Masalah biomassa disampaikan dua guru besar dari Jurusan Teknik Kimia Fakultas Teknologi Industri Institut Teknologi Sepuluh Nopember Surabaya (ITS) yang akan dikukuhkan pada Senin (18/10). Mereka adalah Guru Besar Bidang Teknologi Biokimia Prof Arief Widjaja dan Guru Besar Bidang Bioteknologi Pengolahan Limbah Prof Soeprijanto.
Arief akan menyampaikan orasi ilmiah berjudul ”Aplikasi Teknologi Biokimia dalam Pengadaan Energi Terbarukan di Indonesia”. Soeprijanto membawakan orasi ilmiah berjudul ”Biokonversi Lignoselulose dari Residu Limbah Pertanian menjadi Biofuel melalui Hidrolisis Enzim dan Fermentasi”.
”Selain glukosa dan pati, biomassa bisa menjadi sumber energi alternatif potensial. Bahannya berlimpah dan murah. Namun, pengolahannya memang lebih rumit ketimbang menggunakan glukosa atau pati,” ucap Soeprijanto.
Semua tanaman pada dasarnya bisa disebut biomassa. Biomassa terdiri atas polimer kumpulan gula yang kompleks. Ini karena biomassa mengandung selulosa, hemiselulosa, dan lignin.
Enzim diperlukan untuk memecah ikatan ketiga kandungan itu. Selulosa dan hemiselulosa lalu dipecah kembali menjadi jenis gula yang lebih sederhana.
Penelitian Arief difokuskan pada degradasi selulosa dan hemiselulosa ini. Saat ini, kata Arief, sudah bisa diproduksi enzim untuk mendegradasi selulosa dan hemiselulosa. Produksi enzim sangat diperlukan sebab selama ini Indonesia mengimpor enzim dari luar negeri, terutama Amerika Serikat dan Jepang, dengan harga sangat mahal.

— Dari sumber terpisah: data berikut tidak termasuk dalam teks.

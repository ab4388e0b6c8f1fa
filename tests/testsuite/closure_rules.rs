//! Condition filtering, dynamic-library truncation, and cycle rejection.

use std::path::PathBuf;
use swiftplan::core::plan::Destination;
use swiftplan::core::{LibraryLinkage, ModuleDependency, ModuleKind, ProductKind};
use swiftplan::PlanError;
use swiftplan_platform::{BuildCondition, Configuration, Platform};
use swiftplan_test_support::{params, swift_module, GraphBuilder, PackageBuilder};

use crate::support::{linux_host, macos_host, plan_sources, LINUX, MACOS};

/// `exe` needs `PkgLib` only on Linux or Android; `PkgLib` needs the
/// external `ExtLib` product only in debug builds.
fn conditional_graph() -> swiftplan::PackageGraph {
    let root = PackageBuilder::new("root");
    let ext = PackageBuilder::new("ext").remote();

    let ext_lib = swift_module(&ext, "ExtLibCore", ModuleKind::SwiftLibrary)
        .with_sources(vec![PathBuf::from("/src/ext/core.swift")]);
    let pkg_lib = swift_module(&root, "PkgLib", ModuleKind::SwiftLibrary)
        .with_sources(vec![PathBuf::from("/src/pkglib/lib.swift")])
        .with_dependencies(vec![ModuleDependency::product("ext", "ExtLib")
            .when(BuildCondition::when_configuration(Configuration::Debug))]);
    let exe = swift_module(&root, "exe", ModuleKind::SwiftExecutable)
        .with_sources(vec![PathBuf::from("/src/exe/main.swift")])
        .with_dependencies(vec![ModuleDependency::module("PkgLib").when(
            BuildCondition::when_platforms(vec![Platform::Linux, Platform::Android]),
        )]);

    GraphBuilder::new()
        .package(
            root.module(pkg_lib)
                .module(exe)
                .product("exe", ProductKind::Executable, &["exe"]),
        )
        .package(ext.module(ext_lib).product(
            "ExtLib",
            ProductKind::Library(LibraryLinkage::Static),
            &["ExtLibCore"],
        ))
        .build()
}

#[test]
fn platform_condition_keeps_lib_but_config_drops_external() {
    let graph = conditional_graph();
    let plan = plan_sources(
        &graph,
        params(LINUX, Configuration::Release, Destination::Target),
        params(LINUX, Configuration::Release, Destination::Host),
        &[("/src/exe/main.swift", "print(1)\n")],
    )
    .unwrap();

    let objects = plan
        .objects(&"root".into(), "exe", Destination::Target)
        .unwrap();
    assert!(objects.contains(&PathBuf::from("/build/release/PkgLib.build/lib.o")));
    assert!(!objects.iter().any(|o| o.to_string_lossy().contains("ExtLibCore")));
    assert!(plan.module_description("ExtLibCore", Destination::Target).is_none());
}

#[test]
fn unmatched_platform_drops_the_whole_subtree() {
    let graph = conditional_graph();
    let plan = plan_sources(
        &graph,
        params(MACOS, Configuration::Debug, Destination::Target),
        macos_host(),
        &[("/src/exe/main.swift", "print(1)\n")],
    )
    .unwrap();

    let objects = plan
        .objects(&"root".into(), "exe", Destination::Target)
        .unwrap();
    assert!(!objects.iter().any(|o| o.to_string_lossy().contains("PkgLib")));
    assert!(!objects.iter().any(|o| o.to_string_lossy().contains("ExtLibCore")));
    assert!(plan.module_description("PkgLib", Destination::Target).is_none());
}

#[test]
fn dynamic_library_boundary_truncates_objects() {
    let root = PackageBuilder::new("root");
    let dep = PackageBuilder::new("dep").remote();

    let leaf = swift_module(&dep, "Leaf", ModuleKind::SwiftLibrary)
        .with_sources(vec![PathBuf::from("/src/dep/leaf.swift")]);
    let core = swift_module(&dep, "Core", ModuleKind::SwiftLibrary)
        .with_sources(vec![PathBuf::from("/src/dep/core.swift")])
        .with_dependencies(vec![ModuleDependency::module("Leaf")]);
    let app = swift_module(&root, "app", ModuleKind::SwiftExecutable)
        .with_sources(vec![PathBuf::from("/src/app/main.swift")])
        .with_dependencies(vec![ModuleDependency::product("dep", "DynCore")]);

    let graph = GraphBuilder::new()
        .package(root.module(app).product("app", ProductKind::Executable, &["app"]))
        .package(dep.module(core).module(leaf).product(
            "DynCore",
            ProductKind::Library(LibraryLinkage::Dynamic),
            &["Core"],
        ))
        .build();

    let plan = plan_sources(
        &graph,
        params(LINUX, Configuration::Debug, Destination::Target),
        linux_host(),
        &[("/src/app/main.swift", "print(1)\n")],
    )
    .unwrap();

    // The dylib's objects stay behind the boundary; the library itself
    // is named on the link line instead.
    let app_description = plan
        .product_description(&"root".into(), "app", Destination::Target)
        .unwrap();
    assert!(!app_description
        .objects()
        .iter()
        .any(|o| o.to_string_lossy().contains("Core")));
    assert!(app_description
        .link_arguments()
        .contains(&"-lDynCore".to_string()));

    // The dylib product plans too, with its member objects.
    let dylib = plan
        .product_description(&"dep".into(), "DynCore", Destination::Target)
        .unwrap();
    assert!(dylib
        .objects()
        .iter()
        .any(|o| o.to_string_lossy().contains("Core.build")));
    assert!(dylib
        .objects()
        .iter()
        .any(|o| o.to_string_lossy().contains("Leaf.build")));
    assert_eq!(
        dylib.binary_path(),
        &PathBuf::from("/build/debug/libDynCore.so")
    );
}

#[test]
fn module_cycles_are_fatal() {
    let root = PackageBuilder::new("root");
    let a = swift_module(&root, "A", ModuleKind::SwiftLibrary)
        .with_sources(vec![PathBuf::from("/src/a.swift")])
        .with_dependencies(vec![ModuleDependency::module("B")]);
    let b = swift_module(&root, "B", ModuleKind::SwiftLibrary)
        .with_sources(vec![PathBuf::from("/src/b.swift")])
        .with_dependencies(vec![ModuleDependency::module("A")]);
    let graph = GraphBuilder::new()
        .package(root.module(a).module(b).product(
            "Lib",
            ProductKind::Library(LibraryLinkage::Static),
            &["A"],
        ))
        .build();

    let err = plan_sources(
        &graph,
        params(LINUX, Configuration::Debug, Destination::Target),
        linux_host(),
        &[],
    )
    .unwrap_err();
    let plan_error = err.downcast_ref::<PlanError>().expect("typed error");
    assert!(matches!(plan_error, PlanError::CycleDetected { .. }));
    assert!(err.to_string().contains("A -> B -> A") || err.to_string().contains("B -> A -> B"));
}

Biaya produksi enzim ini, kata Arief, bisa lebih rendah dari seperempat harga jual enzim impor. Bahkan, apabila diproduksi secara massal, Arief meyakini harga bisa ditekan sampai sepersepuluhnya.
Enzim yang diproduksi adalah selulase dan xilanase. Selulase berfungsi memecah selulosa menjadi glukosa, sedangkan xilanase memecah hemiselulosa menjadi gula xilosa. Gula sederhana (glukosa dan xilosa) ini bisa diolah menjadi bioetanol, energi terbarukan.